Has a Civil Rights Stalwart Lost Its Way?

Ben Schreckinger, Politico, July 2017

SPLC Monument

Reed Winfrey, 9, of Detroit, Michigan, feels the cool water rolling over the granite memorial to Martin Luther King Jr. at the Southern Poverty Law Center in Montgomery, Alabama.(Credit Image: © Detroit Free Press/TNS/ZUMAPRESS.com)

Ask a taxi to take you from the airport here to the downtown headquarters of the Southern Poverty Law Center, and your driver will start telling tales of the group’s founder, local legend Morris Dees. “He’s a hell of a man around here,” mine informs me on a Friday morning in late April. “He’s the one who got the Klan straightened out. He fought the cause.” The driver adds, as an aside, “He made plenty of money doing it.”

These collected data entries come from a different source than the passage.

//! Unit tests for cm-plot.

#[cfg(test)]
mod colors {
    use crate::palette::{log_scaled, plasma, series_color, PASTEL};

    #[test]
    fn series_colors_cycle() {
        assert_eq!(series_color(0), PASTEL[0]);
        assert_eq!(series_color(PASTEL.len()), PASTEL[0]);
        assert_eq!(series_color(3), PASTEL[3]);
    }

    #[test]
    fn plasma_endpoints() {
        assert_eq!(plasma(0.0), plasma(-1.0));
        assert_eq!(plasma(1.0), plasma(2.0));
        assert_ne!(plasma(0.0), plasma(1.0));
    }

    #[test]
    fn log_scale_maps_bounds_to_unit_interval() {
        assert_eq!(log_scaled(1e-2, 1e-2, 0.35), 0.0);
        assert!((log_scaled(0.35, 1e-2, 0.35) - 1.0).abs() < 1e-12);
        let mid = log_scaled(0.1, 1e-2, 0.35);
        assert!(mid > 0.0 && mid < 1.0);
    }

    #[test]
    fn log_scale_floors_empty_bins() {
        assert_eq!(log_scaled(0.0, 1e-2, 0.35), 0.0);
        assert_eq!(log_scaled(f64::NAN, 1e-2, 0.35), 0.0);
    }
}

#[cfg(test)]
mod line_charts {
    use crate::{LinePlot, PlotError, Series};

    #[test]
    fn renders_png_to_disk() {
        let dir = tempfile::tempdir().unwrap();
        let path = dir.path().join("accuracy.png");

        let series = vec![
            Series {
                label:  "N = 10".into(),
                points: vec![(0.1, 0.5), (0.2, 0.7), (0.3, 0.9)],
            },
            Series {
                label:  "N = 30".into(),
                points: vec![(0.1, 0.4), (0.2, 0.6), (0.3, 0.8)],
            },
        ];
        LinePlot {
            x_label: "proportion informed".into(),
            y_label: "accuracy".into(),
            ..LinePlot::default()
        }
        .render(&path, &series)
        .unwrap();

        let meta = std::fs::metadata(&path).unwrap();
        assert!(meta.len() > 0);
    }

    #[test]
    fn nan_points_are_skipped_not_fatal() {
        let dir = tempfile::tempdir().unwrap();
        let path = dir.path().join("elongation.png");

        let series = vec![Series {
            label:  "N = 10".into(),
            points: vec![(0.1, 1.2), (0.2, f64::NAN), (0.3, 1.5)],
        }];
        LinePlot::default().render(&path, &series).unwrap();
        assert!(path.exists());
    }

    #[test]
    fn all_nan_input_is_an_error() {
        let dir = tempfile::tempdir().unwrap();
        let path = dir.path().join("empty.png");

        let series = vec![Series {
            label:  "N = 10".into(),
            points: vec![(f64::NAN, f64::NAN)],
        }];
        let err = LinePlot::default().render(&path, &series).unwrap_err();
        assert!(matches!(err, PlotError::Empty));
    }
}

#[cfg(test)]
mod heatmap_figures {
    use cm_heatmap::{predicted_heading_curve, ConditionalHistogram};

    use crate::{HeatmapFigure, Panel, PlotError};

    fn small_hist() -> ConditionalHistogram {
        let conflict = vec![0.0, 0.0, 60.0, 60.0, 120.0, 120.0, 180.0, 180.0];
        let heading = vec![1.0, -2.0, 28.0, 33.0, 55.0, 61.0, 95.0, -95.0];
        ConditionalHistogram::from_trials(&conflict, &heading).unwrap()
    }

    #[test]
    fn renders_panel_grid_png() {
        let dir = tempfile::tempdir().unwrap();
        let path = dir.path().join("heatmap.png");

        let hist = small_hist();
        let curve = predicted_heading_curve(5.0, 5.0);
        let panels = vec![
            Panel { hist: &hist, predicted: &curve, n1: 5, n2: 5 },
            Panel { hist: &hist, predicted: &curve, n1: 5, n2: 5 },
            Panel { hist: &hist, predicted: &curve, n1: 6, n2: 5 },
            Panel { hist: &hist, predicted: &curve, n1: 6, n2: 5 },
        ];
        HeatmapFigure {
            column_titles:  vec!["Without feedback".into(), "With feedback".into()],
            x_label:        "conflict angle (deg)".into(),
            y_label:        "group heading (deg)".into(),
            colorbar_label: "probability".into(),
            size:           (800, 500),
            ..HeatmapFigure::default()
        }
        .render(&path, &panels)
        .unwrap();

        let meta = std::fs::metadata(&path).unwrap();
        assert!(meta.len() > 0);
    }

    #[test]
    fn no_panels_is_an_error() {
        let dir = tempfile::tempdir().unwrap();
        let path = dir.path().join("none.png");
        let err = HeatmapFigure::default().render(&path, &[]).unwrap_err();
        assert!(matches!(err, PlotError::Empty));
    }
}
//! Hue-grouped line charts (accuracy / elongation vs. informed fraction).

use std::path::Path;

use plotters::prelude::*;

use crate::palette::series_color;
use crate::{PlotError, PlotResult};

/// One line series, e.g. all aggregates sharing a group size.
#[derive(Debug, Clone)]
pub struct Series {
    /// Legend label, e.g. `"N = 100"`.
    pub label:  String,
    pub points: Vec<(f64, f64)>,
}

/// Configuration for a single line chart.
///
/// Rendering skips NaN points (undefined elongations) rather than erroring;
/// a series that is entirely NaN simply contributes no line.
#[derive(Debug, Clone)]
pub struct LinePlot {
    pub x_label: String,
    pub y_label: String,
    pub size:    (u32, u32),
}

impl Default for LinePlot {
    fn default() -> Self {
        Self {
            x_label: String::new(),
            y_label: String::new(),
            size:    (900, 600),
        }
    }
}

impl LinePlot {
    /// Render `series` to a PNG at `path`.
    pub fn render(&self, path: &Path, series: &[Series]) -> PlotResult<()> {
        let finite: Vec<(f64, f64)> = series
            .iter()
            .flat_map(|s| s.points.iter().copied())
            .filter(|(x, y)| x.is_finite() && y.is_finite())
            .collect();
        if finite.is_empty() {
            return Err(PlotError::Empty);
        }

        let (x_range, y_range) = padded_ranges(&finite);

        let root = BitMapBackend::new(path, self.size).into_drawing_area();
        root.fill(&WHITE)?;

        let mut chart = ChartBuilder::on(&root)
            .margin(12)
            .x_label_area_size(48)
            .y_label_area_size(60)
            .build_cartesian_2d(x_range, y_range)?;

        chart
            .configure_mesh()
            .x_desc(&self.x_label)
            .y_desc(&self.y_label)
            .axis_desc_style(("sans-serif", 20))
            .label_style(("sans-serif", 15))
            .light_line_style(BLACK.mix(0.08))
            .draw()?;

        for (i, s) in series.iter().enumerate() {
            let color = series_color(i);
            let points: Vec<(f64, f64)> = s
                .points
                .iter()
                .copied()
                .filter(|(x, y)| x.is_finite() && y.is_finite())
                .collect();
            if points.is_empty() {
                continue;
            }

            chart
                .draw_series(LineSeries::new(points.iter().copied(), color.stroke_width(2)))?
                .label(&s.label)
                .legend(move |(x, y)| {
                    PathElement::new(vec![(x, y), (x + 20, y)], color.stroke_width(2))
                });
            chart.draw_series(
                points
                    .iter()
                    .map(|&(x, y)| Circle::new((x, y), 4, color.filled())),
            )?;
        }

        chart
            .configure_series_labels()
            .position(SeriesLabelPosition::LowerRight)
            .background_style(WHITE.mix(0.8))
            .border_style(BLACK.mix(0.4))
            .label_font(("sans-serif", 15))
            .draw()?;

        root.present()?;
        Ok(())
    }
}

/// Data ranges with 5 % padding, and a hair of width for degenerate spans.
fn padded_ranges(
    points: &[(f64, f64)],
) -> (std::ops::Range<f64>, std::ops::Range<f64>) {
    let mut x_min = f64::INFINITY;
    let mut x_max = f64::NEG_INFINITY;
    let mut y_min = f64::INFINITY;
    let mut y_max = f64::NEG_INFINITY;
    for &(x, y) in points {
        x_min = x_min.min(x);
        x_max = x_max.max(x);
        y_min = y_min.min(y);
        y_max = y_max.max(y);
    }
    let x_pad = ((x_max - x_min) * 0.05).max(1e-3);
    let y_pad = ((y_max - y_min) * 0.05).max(1e-3);
    (
        (x_min - x_pad)..(x_max + x_pad),
        (y_min - y_pad)..(y_max + y_pad),
    )
}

These are the twin legacies of Montgomery’s most famous nonprofit: Since 1971, the SPLC has fought racial discrimination in the South and established itself as the nation’s most prominent hate-group watchdog, most notably winning legal fights that put some of the last nails in the coffin of the Ku Klux Klan. It has also built itself into a civil rights behemoth with a glossy headquarters and a nine-figure endowment, inviting charges that it oversells the threats posed by Klansmen and neo-Nazis to keep donations flowing in from wealthy liberals.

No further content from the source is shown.